• **What you will do**:
Beneath this task are records; state how many of their lines hold the word "struct", and nothing else.

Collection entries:
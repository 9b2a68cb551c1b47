//! Key ranges and key-or-range queries.

use serde::{Deserialize, Serialize};
use serde_json::Value as JsonValue;
use std::cmp::Ordering;

use crate::key::{compare, validate_key, KeyError};

/// A continuous interval over keys.
#[derive(Debug, Clone, PartialEq, Serialize, Deserialize)]
#[serde(from = "RangeWire", into = "RangeWire")]
pub struct KeyRange {
    lower: Option<JsonValue>,
    upper: Option<JsonValue>,
    lower_open: bool,
    upper_open: bool,
}

impl KeyRange {
    /// Range matching exactly one key.
    pub fn only(key: JsonValue) -> Result<Self, KeyError> {
        validate_key(&key)?;
        Ok(Self {
            lower: Some(key.clone()),
            upper: Some(key),
            lower_open: false,
            upper_open: false,
        })
    }

    /// Range of keys above `lower`.
    pub fn lower_bound(lower: JsonValue, open: bool) -> Result<Self, KeyError> {
        validate_key(&lower)?;
        Ok(Self {
            lower: Some(lower),
            upper: None,
            lower_open: open,
            upper_open: false,
        })
    }

    /// Range of keys below `upper`.
    pub fn upper_bound(upper: JsonValue, open: bool) -> Result<Self, KeyError> {
        validate_key(&upper)?;
        Ok(Self {
            lower: None,
            upper: Some(upper),
            lower_open: false,
            upper_open: open,
        })
    }

    /// Range of keys between `lower` and `upper`.
    pub fn bound(
        lower: JsonValue,
        upper: JsonValue,
        lower_open: bool,
        upper_open: bool,
    ) -> Result<Self, KeyError> {
        match compare(&lower, &upper)? {
            Ordering::Greater => {
                return Err(KeyError::InvalidRange(format!(
                    "lower bound {} is greater than upper bound {}",
                    lower, upper
                )))
            }
            Ordering::Equal if lower_open || upper_open => {
                return Err(KeyError::InvalidRange(format!(
                    "equal bounds {} with an open side",
                    lower
                )))
            }
            _ => {}
        }
        Ok(Self {
            lower: Some(lower),
            upper: Some(upper),
            lower_open,
            upper_open,
        })
    }

    pub fn lower(&self) -> Option<&JsonValue> {
        self.lower.as_ref()
    }

    pub fn upper(&self) -> Option<&JsonValue> {
        self.upper.as_ref()
    }

    pub fn lower_open(&self) -> bool {
        self.lower_open
    }

    pub fn upper_open(&self) -> bool {
        self.upper_open
    }

    /// Check whether `key` falls inside the range. Invalid keys never match.
    pub fn includes(&self, key: &JsonValue) -> bool {
        if let Some(lower) = &self.lower {
            match compare(lower, key) {
                Ok(Ordering::Less) => {}
                Ok(Ordering::Equal) if !self.lower_open => {}
                _ => return false,
            }
        }
        if let Some(upper) = &self.upper {
            match compare(key, upper) {
                Ok(Ordering::Less) => {}
                Ok(Ordering::Equal) if !self.upper_open => {}
                _ => return false,
            }
        }
        true
    }

    fn is_single_key(&self) -> bool {
        match (&self.lower, &self.upper) {
            (Some(l), Some(u)) => {
                !self.lower_open && !self.upper_open && compare(l, u) == Ok(Ordering::Equal)
            }
            _ => false,
        }
    }
}

/// Wire shape: `{only}` | `{lower, lowerOpen}` | `{upper, upperOpen}` | all four bounds.
#[derive(Serialize, Deserialize)]
#[serde(rename_all = "camelCase")]
struct RangeWire {
    #[serde(default, skip_serializing_if = "Option::is_none")]
    only: Option<JsonValue>,
    #[serde(default, skip_serializing_if = "Option::is_none")]
    lower: Option<JsonValue>,
    #[serde(default, skip_serializing_if = "Option::is_none")]
    upper: Option<JsonValue>,
    #[serde(default, skip_serializing_if = "Option::is_none")]
    lower_open: Option<bool>,
    #[serde(default, skip_serializing_if = "Option::is_none")]
    upper_open: Option<bool>,
}

impl From<RangeWire> for KeyRange {
    fn from(wire: RangeWire) -> Self {
        if let Some(only) = wire.only {
            return Self {
                lower: Some(only.clone()),
                upper: Some(only),
                lower_open: false,
                upper_open: false,
            };
        }
        Self {
            lower: wire.lower,
            upper: wire.upper,
            lower_open: wire.lower_open.unwrap_or(false),
            upper_open: wire.upper_open.unwrap_or(false),
        }
    }
}

impl From<KeyRange> for RangeWire {
    fn from(range: KeyRange) -> Self {
        if range.is_single_key() {
            return Self {
                only: range.lower,
                lower: None,
                upper: None,
                lower_open: None,
                upper_open: None,
            };
        }
        let lower_open = range.lower.as_ref().map(|_| range.lower_open);
        let upper_open = range.upper.as_ref().map(|_| range.upper_open);
        Self {
            only: None,
            lower: range.lower,
            upper: range.upper,
            lower_open,
            upper_open,
        }
    }
}

/// A single key or a key range.
///
/// On the wire a range is a JSON object and a key is anything else; keys are
/// never objects, so the two cannot collide.
#[derive(Debug, Clone, PartialEq, Serialize, Deserialize)]
#[serde(try_from = "QueryWire", into = "JsonValue")]
pub enum Query {
    Key(JsonValue),
    Range(KeyRange),
}

impl Query {
    /// Validate the key of a single-key query.
    pub fn validate(&self) -> Result<(), KeyError> {
        match self {
            Query::Key(key) => validate_key(key),
            Query::Range(_) => Ok(()),
        }
    }

    /// Check whether `key` matches the query.
    pub fn matches(&self, key: &JsonValue) -> bool {
        match self {
            Query::Key(k) => compare(k, key) == Ok(Ordering::Equal),
            Query::Range(range) => range.includes(key),
        }
    }
}

/// Raw form of a query as it arrives on the wire.
#[derive(Deserialize)]
#[serde(transparent)]
struct QueryWire(JsonValue);

impl TryFrom<QueryWire> for Query {
    type Error = String;

    fn try_from(QueryWire(value): QueryWire) -> Result<Self, Self::Error> {
        if value.is_object() {
            let range: KeyRange = serde_json::from_value(value).map_err(|e| e.to_string())?;
            Ok(Query::Range(range))
        } else {
            Ok(Query::Key(value))
        }
    }
}

impl From<Query> for JsonValue {
    fn from(query: Query) -> Self {
        match query {
            Query::Key(key) => key,
            Query::Range(range) => {
                serde_json::to_value(RangeWire::from(range)).unwrap_or(JsonValue::Null)
            }
        }
    }
}

impl From<KeyRange> for Query {
    fn from(range: KeyRange) -> Self {
        Query::Range(range)
    }
}

impl From<JsonValue> for Query {
    fn from(key: JsonValue) -> Self {
        Query::Key(key)
    }
}

impl From<&str> for Query {
    fn from(key: &str) -> Self {
        Query::Key(JsonValue::String(key.to_string()))
    }
}

impl From<i64> for Query {
    fn from(key: i64) -> Self {
        Query::Key(JsonValue::from(key))
    }
}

• **Expected answer**:
3